A Medical Device Daily

The U.S. has intervened in a whistleblower suit accusing the Christ Hospital, the Health Alliance of Greater Cincinnati and The Ohio Heart Health Center (all Cincinnati) of defrauding federal healthcare programs, the Department of Justice reported. The lawsuit alleges that Christ Hospital, formerly a member of The Health Alliance, and Ohio Heart, the largest cardiology group in that region of Ohio, devised a scheme that provided cardiologists improper financial incentives in exchange for generating revenue for the hospital.

The focus of the lawsuit is an outpatient cardiology testing unit within Christ Hospital known as the Heart Station, where patients receive non-invasive heart procedures such as electrocardiograms, echocardiograms and stress tests. The lawsuit alleges that, between at least 1999 and 2004, cardiologists were allocated time at the Heart Station based solely on the amount of coronary arterial bypass graph procedures and catheter lab revenues generated by each cardiologist or cardiology group for Christ Hospital during the previous year.

Many of these procedures were billed to and paid for by various federal healthcare benefit programs, including Medicare and Medicaid. Federal law makes it unlawful to provide or receive financial incentives in exchange for patient referrals.
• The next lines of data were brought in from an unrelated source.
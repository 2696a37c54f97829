//! Symbolic value classification.

use crate::{Name, RegionId};

/// A location value: something a pointer can hold.
#[derive(Copy, Clone, Debug, PartialEq, Eq, Hash)]
pub enum Loc {
    /// The null pointer.
    Null,
    /// A concrete (literal) address, e.g. `(char *)0x4000`.
    ConcreteAddr(u64),
    /// The address of a label.
    Label(Name),
    /// The address of a memory region.
    Region(RegionId),
}

/// Classification of a value produced by symbolic evaluation.
///
/// Mirrors the execution core's value taxonomy: a value is either garbage
/// (`Undefined`), unconstrained (`Unknown`), a concrete integer, or a
/// location. Checkers branch on this classification rather than on syntax.
#[derive(Copy, Clone, Debug, PartialEq, Eq, Hash)]
pub enum SVal {
    /// Uninitialized or otherwise garbage value.
    Undefined,
    /// A value the engine has no information about.
    Unknown,
    /// A concrete non-location integer.
    Int(i128),
    /// A location.
    Loc(Loc),
}

impl SVal {
    /// The null pointer as a value.
    pub const NULL: SVal = SVal::Loc(Loc::Null);

    /// Whether this value is a location.
    #[inline]
    pub fn is_loc(&self) -> bool {
        matches!(self, SVal::Loc(_))
    }

    /// Whether this value is `Unknown` or `Undefined`.
    #[inline]
    pub fn is_unknown_or_undef(&self) -> bool {
        matches!(self, SVal::Unknown | SVal::Undefined)
    }

    /// The region this value points at, if it is a region location.
    #[inline]
    pub fn as_region(&self) -> Option<RegionId> {
        match self {
            SVal::Loc(Loc::Region(r)) => Some(*r),
            _ => None,
        }
    }

    /// Whether this value is known to be a defined non-null location or
    /// integer — i.e. suitable as an operand of a definite comparison.
    #[inline]
    pub fn is_defined(&self) -> bool {
        !self.is_unknown_or_undef()
    }
}
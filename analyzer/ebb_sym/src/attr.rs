//! Declarative ownership-transfer attributes.
//!
//! An ownership attribute annotates a function declaration with allocator
//! semantics: the function either returns freshly owned memory (`Returns`),
//! takes ownership of an argument and releases it (`Takes`), or holds an
//! argument without releasing it terminally (`Holds`). A declaration may
//! carry any number of attributes; checkers process each independently.

use smallvec::SmallVec;

use crate::Name;

/// The role an ownership attribute assigns to its function.
#[derive(Copy, Clone, Debug, PartialEq, Eq, Hash)]
pub enum OwnershipKind {
    /// The function returns ownership of a fresh allocation.
    Returns,
    /// The function takes ownership of the listed arguments and releases
    /// them.
    Takes,
    /// The function takes ownership of the listed arguments but the release
    /// is non-terminal: the memory lives on elsewhere.
    Holds,
}

/// One ownership attribute on a function declaration.
#[derive(Clone, Debug, PartialEq, Eq, Hash)]
pub struct OwnershipAttr {
    pub kind: OwnershipKind,
    /// Module tag scoping the attribute. Only the reserved allocation tag
    /// is meaningful to the allocation checker; other tags are ignored.
    pub module: Name,
    /// Zero-based argument indices. For `Returns`, the first index (if any)
    /// names the size argument; for `Takes`/`Holds`, each index names an
    /// argument whose pointee is released.
    pub args: SmallVec<[u32; 2]>,
}

impl OwnershipAttr {
    pub fn new(kind: OwnershipKind, module: Name, args: impl IntoIterator<Item = u32>) -> Self {
        OwnershipAttr {
            kind,
            module,
            args: args.into_iter().collect(),
        }
    }
}
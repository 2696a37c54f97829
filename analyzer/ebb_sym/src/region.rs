//! Memory regions and memory-space classification.
//!
//! Regions answer "where does this value's storage live". The allocation
//! checker only ever asks three questions of a region: what is its base
//! (stripping casts, element offsets, and field projections), which memory
//! space does that base live in, and is the base a symbolic allocation. The
//! table is an append-only arena; [`RegionId`]s are stable for the lifetime
//! of an analysis.

use std::fmt;

use crate::{Name, SVal, Symbol};

/// Index of a region in a [`RegionTable`].
#[derive(Copy, Clone, Eq, PartialEq, Ord, PartialOrd, Hash)]
#[repr(transparent)]
pub struct RegionId(u32);

impl RegionId {
    #[inline]
    pub const fn from_raw(raw: u32) -> Self {
        RegionId(raw)
    }

    #[inline]
    pub const fn raw(self) -> u32 {
        self.0
    }

    #[inline]
    fn index(self) -> usize {
        self.0 as usize
    }
}

impl fmt::Debug for RegionId {
    fn fmt(&self, f: &mut fmt::Formatter<'_>) -> fmt::Result {
        write!(f, "r{}", self.0)
    }
}

/// Where a base region's storage lives.
#[derive(Copy, Clone, Debug, PartialEq, Eq, Hash)]
pub enum MemSpace {
    /// Locals of the current stack frame.
    StackLocals,
    /// Arguments of the current stack frame.
    StackArguments,
    /// File-scope or function-scope `static` storage.
    GlobalStatic,
    /// Non-static global storage.
    GlobalNonStatic,
    /// Heap storage.
    Heap,
    /// Storage the engine cannot place. Conjured allocation results live
    /// here; memory allocated outside the analyzed function may too.
    Unknown,
    /// Code: the text of a function or block.
    FunctionText,
    /// Captured data of a block/closure.
    BlockData,
}

/// A memory region.
#[derive(Clone, Debug, PartialEq, Eq, Hash)]
pub enum Region {
    /// A region conjured for a symbolic value, e.g. an allocation result.
    Symbolic { symbol: Symbol, space: MemSpace },
    /// A named variable.
    Var { name: Name, space: MemSpace },
    /// The text of a named function.
    FunctionText { name: Option<Name> },
    /// The text of a block.
    BlockText,
    /// The captured-variable data of a block/closure.
    BlockData,
    /// Stack memory obtained from `alloca()`.
    Alloca,
    /// An element (index) within a base region.
    Element { base: RegionId },
    /// A cast view of a base region.
    Cast { base: RegionId },
    /// A named field within a base region.
    Field { base: RegionId, name: Name },
}

/// Append-only arena of regions.
#[derive(Default)]
pub struct RegionTable {
    regions: Vec<Region>,
}

impl RegionTable {
    pub fn new() -> Self {
        Self::default()
    }

    /// # Panics
    /// Panics if the table exceeds `u32::MAX` regions.
    fn add(&mut self, region: Region) -> RegionId {
        let Ok(raw) = u32::try_from(self.regions.len()) else {
            panic!("region table exceeded capacity: {} regions", self.regions.len());
        };
        self.regions.push(region);
        RegionId(raw)
    }

    /// Conjure a symbolic region for `symbol` in `space`.
    pub fn symbolic(&mut self, symbol: Symbol, space: MemSpace) -> RegionId {
        self.add(Region::Symbolic { symbol, space })
    }

    /// A named variable region in `space`.
    pub fn var(&mut self, name: Name, space: MemSpace) -> RegionId {
        self.add(Region::Var { name, space })
    }

    /// The text region of a function.
    pub fn function_text(&mut self, name: Option<Name>) -> RegionId {
        self.add(Region::FunctionText { name })
    }

    /// The text region of a block.
    pub fn block_text(&mut self) -> RegionId {
        self.add(Region::BlockText)
    }

    /// The captured-data region of a block.
    pub fn block_data(&mut self) -> RegionId {
        self.add(Region::BlockData)
    }

    /// A region produced by `alloca()`.
    pub fn alloca(&mut self) -> RegionId {
        self.add(Region::Alloca)
    }

    /// An element region over `base`.
    pub fn element(&mut self, base: RegionId) -> RegionId {
        self.add(Region::Element { base })
    }

    /// A cast view of `base`.
    pub fn cast(&mut self, base: RegionId) -> RegionId {
        self.add(Region::Cast { base })
    }

    /// A field projection of `base`.
    pub fn field(&mut self, base: RegionId, name: Name) -> RegionId {
        self.add(Region::Field { base, name })
    }

    /// The region data behind an id.
    pub fn region(&self, id: RegionId) -> &Region {
        &self.regions[id.index()]
    }

    /// Strip cast views, leaving element and field projections in place.
    pub fn strip_casts(&self, mut id: RegionId) -> RegionId {
        while let Region::Cast { base } = self.region(id) {
            id = *base;
        }
        id
    }

    /// Resolve to the base region, stripping casts, element offsets, and
    /// field projections.
    pub fn base_region(&self, mut id: RegionId) -> RegionId {
        loop {
            match self.region(id) {
                Region::Cast { base } | Region::Element { base } | Region::Field { base, .. } => {
                    id = *base;
                }
                _ => return id,
            }
        }
    }

    /// The memory space of a region's base.
    pub fn memory_space(&self, id: RegionId) -> MemSpace {
        match self.region(self.base_region(id)) {
            Region::Symbolic { space, .. } | Region::Var { space, .. } => *space,
            Region::FunctionText { .. } | Region::BlockText => MemSpace::FunctionText,
            Region::BlockData => MemSpace::BlockData,
            Region::Alloca => MemSpace::Unknown,
            // base_region never returns a derived region.
            Region::Cast { .. } | Region::Element { .. } | Region::Field { .. } => MemSpace::Unknown,
        }
    }

    /// The symbol of a region whose base is symbolic.
    pub fn base_symbol(&self, id: RegionId) -> Option<Symbol> {
        match self.region(self.base_region(id)) {
            Region::Symbolic { symbol, .. } => Some(*symbol),
            _ => None,
        }
    }

    /// The symbol a location value points at through its base region.
    pub fn loc_symbol_in_base(&self, val: &SVal) -> Option<Symbol> {
        val.as_region().and_then(|r| self.base_symbol(r))
    }
}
In this case, cardiologists, including those employed by Ohio Heart, were rewarded for referring business or generating revenue for Christ Hospital with the opportunity to bill for the patients they treated at the Heart Station and for any follow-up procedures that these patients required. This system for scheduling time at the Heart Station gave area cardiologists an incentive to perform certain cardiac procedures at Christ Hospital and prevented otherwise qualified cardiologists, who failed to generate income for Christ Hospital during the previous year, from working at the Heart Station.